Compassion

For the sixth time in the state’s history and the third year in a row, California lawmakers are debating the rights of terminally ill patients. Once again, the Legislature is considering whether patients in the final stages of their illness should have the option to seek a doctor’s assistance to end their lives in a humane and dignified manner, and again the battle lines are drawn between those who advocate for the patients’ right to choose and those who argue that legal assisted suicide inevitably will lead to abuses and amounts to an endorsement of a “culture of death.”

But some things are different this time around. In the years since California’s first such patients’ rights proposal, 1992’s Proposition 161, went down to defeat, Oregon passed its own Death with Dignity Act, offering a real-world example of the law’s impacts that stands in stark contrast to the alarmist predictions of opponents. Meanwhile, California lawmakers have fine-tuned this state’s proposal to address virtually all practical objections to the law. The result has been the current Assembly Bill 374, the California Compassionate Choices Act, a well-written and truly humane measure that deserves our support.

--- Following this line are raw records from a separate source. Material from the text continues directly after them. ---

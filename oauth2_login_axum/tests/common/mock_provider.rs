//! Axum-based mock identity provider
//!
//! Serves the authorize, token and user-info endpoints on 127.0.0.1 with an
//! ephemeral port. Responses are set per test and every token and profile
//! request is counted.

use axum::{
    Router,
    extract::{Query, State},
    http::{HeaderMap, StatusCode, header::LOCATION},
    response::{IntoResponse, Response},
    routing::{get, post},
};
use std::{
    collections::HashMap,
    sync::{Arc, Mutex},
};

pub const MOCK_AUTHORIZATION_CODE: &str = "mock-authorization-code";
pub const MOCK_ACCESS_TOKEN: &str = "abc123";

#[derive(Clone)]
pub struct MockProviderState {
    token_response: Arc<Mutex<(StatusCode, String)>>,
    profile_response: Arc<Mutex<(StatusCode, String)>>,
    token_bodies: Arc<Mutex<Vec<String>>>,
    profile_authorizations: Arc<Mutex<Vec<String>>>,
}

impl Default for MockProviderState {
    fn default() -> Self {
        Self {
            token_response: Arc::new(Mutex::new((
                StatusCode::OK,
                format!(r#"{{"access_token":"{MOCK_ACCESS_TOKEN}","token_type":"bearer"}}"#),
            ))),
            profile_response: Arc::new(Mutex::new((
                StatusCode::OK,
                r#"{"id":123,"nickname":"tester"}"#.to_string(),
            ))),
            token_bodies: Arc::default(),
            profile_authorizations: Arc::default(),
        }
    }
}

pub struct MockProvider {
    pub base_url: String,
    state: MockProviderState,
    _handle: tokio::task::JoinHandle<()>,
}

impl MockProvider {
    pub async fn start() -> Self {
        let state = MockProviderState::default();
        let app = Router::new()
            .route("/oauth/authorize", get(authorize))
            .route("/oauth/token", post(token))
            .route("/v2/user/me", post(profile))
            .with_state(state.clone());

        let listener = tokio::net::TcpListener::bind("127.0.0.1:0")
            .await
            .expect("Failed to bind mock provider");
        let addr = listener.local_addr().expect("Mock provider has no address");
        let handle = tokio::spawn(async move {
            axum::serve(listener, app)
                .await
                .expect("Mock provider failed");
        });

        Self {
            base_url: format!("http://{addr}"),
            state,
            _handle: handle,
        }
    }

    pub fn set_token_response(&self, status: StatusCode, body: &str) {
        *self.state.token_response.lock().unwrap() = (status, body.to_string());
    }

    pub fn set_profile_response(&self, status: StatusCode, body: &str) {
        *self.state.profile_response.lock().unwrap() = (status, body.to_string());
    }

    pub fn token_requests(&self) -> Vec<String> {
        self.state.token_bodies.lock().unwrap().clone()
    }

    pub fn profile_requests(&self) -> Vec<String> {
        self.state.profile_authorizations.lock().unwrap().clone()
    }
}

/// Consent is granted immediately: redirect back with a fixed code.
async fn authorize(Query(params): Query<HashMap<String, String>>) -> Response {
    let Some(redirect_uri) = params.get("redirect_uri") else {
        return (StatusCode::BAD_REQUEST, "redirect_uri missing").into_response();
    };
    let location = format!("{redirect_uri}?code={MOCK_AUTHORIZATION_CODE}");
    (StatusCode::FOUND, [(LOCATION, location)]).into_response()
}

async fn token(State(state): State<MockProviderState>, body: String) -> (StatusCode, String) {
    state.token_bodies.lock().unwrap().push(body);
    state.token_response.lock().unwrap().clone()
}

async fn profile(State(state): State<MockProviderState>, headers: HeaderMap) -> (StatusCode, String) {
    let authorization = headers
        .get("authorization")
        .and_then(|h| h.to_str().ok())
        .unwrap_or_default()
        .to_string();
    state.profile_authorizations.lock().unwrap().push(authorization);
    state.profile_response.lock().unwrap().clone()
}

For years, disability-rights advocates have argued that passage of any form of doctor-assisted suicide inevitably would lead to the euthanizing of people with diminished capacities as insurance companies would be tempted to pressure physicians to cut treatment costs. In Oregon, that simply hasn’t happened, and assisted suicide has remained an option exercised only in extraordinary circumstances by a very few individuals—only 292 since 1998. Moreover, under AB 374, the process is entirely patient-driven, eliminating the potential for abuses by insurers.

The new law does not permit anyone but the terminally ill themselves to initiate the process. To participate, a patient must be evaluated by two physicians to confirm that all treatment options have been exhausted and that the individual has less than six months to live. The patient also would need to submit to a psychological evaluation to confirm competency. At that point, he or she may request a prescription for drugs that would hasten the end of life. No physician would be required to prescribe the drugs, and only the patient could administer them. The patient is in charge every step of the way, so it’s hard to see how the process could be abused by insurance industry bean counters.

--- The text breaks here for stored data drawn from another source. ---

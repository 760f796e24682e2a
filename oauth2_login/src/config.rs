//! Static configuration, read once at process start
//!
//! Everything the login flow needs is collected into an immutable [`AppConfig`]
//! that the caller builds before binding the server and then hands to the flow
//! controller and the session codec. A missing required variable fails here,
//! not at the first request.

use std::time::Duration;

use thiserror::Error;
use url::Url;

const DEFAULT_USERINFO_URL: &str = "https://kapi.kakao.com/v2/user/me";
const DEFAULT_LOGOUT_URL: &str = "https://kauth.kakao.com/oauth/logout";
const DEFAULT_LOGOUT_REDIRECT_URI: &str = "http://localhost:8000/";
const DEFAULT_HTTP_TIMEOUT_SECS: u64 = 30;
const DEFAULT_SESSION_COOKIE_NAME: &str = "session";
// 14 days
const DEFAULT_SESSION_COOKIE_MAX_AGE: i64 = 14 * 24 * 60 * 60;

#[derive(Debug, Error, Clone, PartialEq, Eq)]
pub enum ConfigError {
    #[error("Missing required environment variable: {0}")]
    Missing(String),

    #[error("Invalid value for {name}: {reason}")]
    Invalid { name: String, reason: String },
}

/// Provider registration and endpoint settings for the OAuth2 flow
#[derive(Clone)]
pub struct OAuth2Config {
    pub client_id: String,
    pub client_secret: String,
    pub authorization_url: Url,
    pub token_url: Url,
    pub redirect_uri: Url,
    pub userinfo_url: Url,
    pub logout_url: Url,
    pub logout_redirect_uri: Url,
    /// Upper bound for each outbound call to the provider
    pub http_timeout: Duration,
}

impl std::fmt::Debug for OAuth2Config {
    fn fmt(&self, f: &mut std::fmt::Formatter<'_>) -> std::fmt::Result {
        f.debug_struct("OAuth2Config")
            .field("client_id", &self.client_id)
            .field("client_secret", &"<redacted>")
            .field("authorization_url", &self.authorization_url.as_str())
            .field("token_url", &self.token_url.as_str())
            .field("redirect_uri", &self.redirect_uri.as_str())
            .field("userinfo_url", &self.userinfo_url.as_str())
            .field("logout_url", &self.logout_url.as_str())
            .field("logout_redirect_uri", &self.logout_redirect_uri.as_str())
            .field("http_timeout", &self.http_timeout)
            .finish()
    }
}

/// Cookie session settings
#[derive(Clone)]
pub struct SessionConfig {
    /// HMAC key used to sign the session cookie
    pub secret_key: Vec<u8>,
    pub cookie_name: String,
    /// Cookie lifetime in seconds, always positive
    pub max_age: i64,
    pub secure: bool,
}

impl std::fmt::Debug for SessionConfig {
    fn fmt(&self, f: &mut std::fmt::Formatter<'_>) -> std::fmt::Result {
        f.debug_struct("SessionConfig")
            .field("secret_key", &"<redacted>")
            .field("cookie_name", &self.cookie_name)
            .field("max_age", &self.max_age)
            .field("secure", &self.secure)
            .finish()
    }
}

#[derive(Debug, Clone)]
pub struct AppConfig {
    pub oauth2: OAuth2Config,
    pub session: SessionConfig,
}

impl AppConfig {
    /// Build the configuration from the process environment.
    ///
    /// Call `dotenvy::dotenv()` beforehand if a `.env` file should be honored.
    pub fn from_env() -> Result<Self, ConfigError> {
        Self::from_lookup(|name| std::env::var(name).ok())
    }

    /// Build the configuration through an arbitrary variable lookup.
    pub fn from_lookup<F>(lookup: F) -> Result<Self, ConfigError>
    where
        F: Fn(&str) -> Option<String>,
    {
        let vars = Lookup(lookup);

        let oauth2 = OAuth2Config {
            client_id: vars.required("CLIENT_ID")?,
            client_secret: vars.required("CLIENT_SECRET")?,
            authorization_url: vars.required_url("AUTHORIZATION_URL")?,
            token_url: vars.required_url("TOKEN_URL")?,
            redirect_uri: vars.required_url("REDIRECT_URI")?,
            userinfo_url: vars.url_or("USERINFO_URL", DEFAULT_USERINFO_URL)?,
            logout_url: vars.url_or("LOGOUT_URL", DEFAULT_LOGOUT_URL)?,
            logout_redirect_uri: vars
                .url_or("LOGOUT_REDIRECT_URI", DEFAULT_LOGOUT_REDIRECT_URI)?,
            http_timeout: Duration::from_secs(
                vars.parsed_or("OAUTH2_HTTP_TIMEOUT_SECS", DEFAULT_HTTP_TIMEOUT_SECS)?,
            ),
        };

        let session = SessionConfig {
            secret_key: vars.required("SESSION_SECRET_KEY")?.into_bytes(),
            cookie_name: vars
                .optional("SESSION_COOKIE_NAME")
                .unwrap_or_else(|| DEFAULT_SESSION_COOKIE_NAME.to_string()),
            max_age: vars.positive_or("SESSION_COOKIE_MAX_AGE", DEFAULT_SESSION_COOKIE_MAX_AGE)?,
            secure: vars.parsed_or("SESSION_COOKIE_SECURE", false)?,
        };

        tracing::debug!("Loaded configuration: {:?}", oauth2);
        tracing::debug!("Loaded session configuration: {:?}", session);

        Ok(Self { oauth2, session })
    }
}

struct Lookup<F>(F);

impl<F> Lookup<F>
where
    F: Fn(&str) -> Option<String>,
{
    fn optional(&self, name: &str) -> Option<String> {
        (self.0)(name).filter(|v| !v.trim().is_empty())
    }

    fn required(&self, name: &str) -> Result<String, ConfigError> {
        self.optional(name)
            .ok_or_else(|| ConfigError::Missing(name.to_string()))
    }

    fn required_url(&self, name: &str) -> Result<Url, ConfigError> {
        parse_url(name, &self.required(name)?)
    }

    fn url_or(&self, name: &str, default: &str) -> Result<Url, ConfigError> {
        match self.optional(name) {
            Some(value) => parse_url(name, &value),
            None => parse_url(name, default),
        }
    }

    fn parsed_or<T>(&self, name: &str, default: T) -> Result<T, ConfigError>
    where
        T: std::str::FromStr,
        T::Err: std::fmt::Display,
    {
        match self.optional(name) {
            Some(value) => value.trim().parse().map_err(|e: T::Err| ConfigError::Invalid {
                name: name.to_string(),
                reason: e.to_string(),
            }),
            None => Ok(default),
        }
    }

    /// Like `parsed_or`, but zero or negative values are rejected.
    fn positive_or(&self, name: &str, default: i64) -> Result<i64, ConfigError> {
        let value = self.parsed_or(name, default)?;
        if value <= 0 {
            return Err(ConfigError::Invalid {
                name: name.to_string(),
                reason: format!("{value} is not a positive number of seconds"),
            });
        }
        Ok(value)
    }
}

fn parse_url(name: &str, value: &str) -> Result<Url, ConfigError> {
    Url::parse(value.trim()).map_err(|e| ConfigError::Invalid {
        name: name.to_string(),
        reason: e.to_string(),
    })
}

Of course, the supposed potential for abuse is not the only reason some people object to the bill. Some argue that doctor-assisted suicide, even among the terminally ill, is an affront to religious values. Such views are a matter of personal religious belief, and those who hold them have every right, if they become terminally ill, to reject assisted suicide as an option. They do not, in our view, have the right to reject that option for others.

The California Compassionate Choices Act is not a rejection of life. It is an affirmation of patients’ rights and places responsibility for decisions regarding care for the terminally ill directly in the hands of the patients themselves. We urge the Legislature and governor to support it.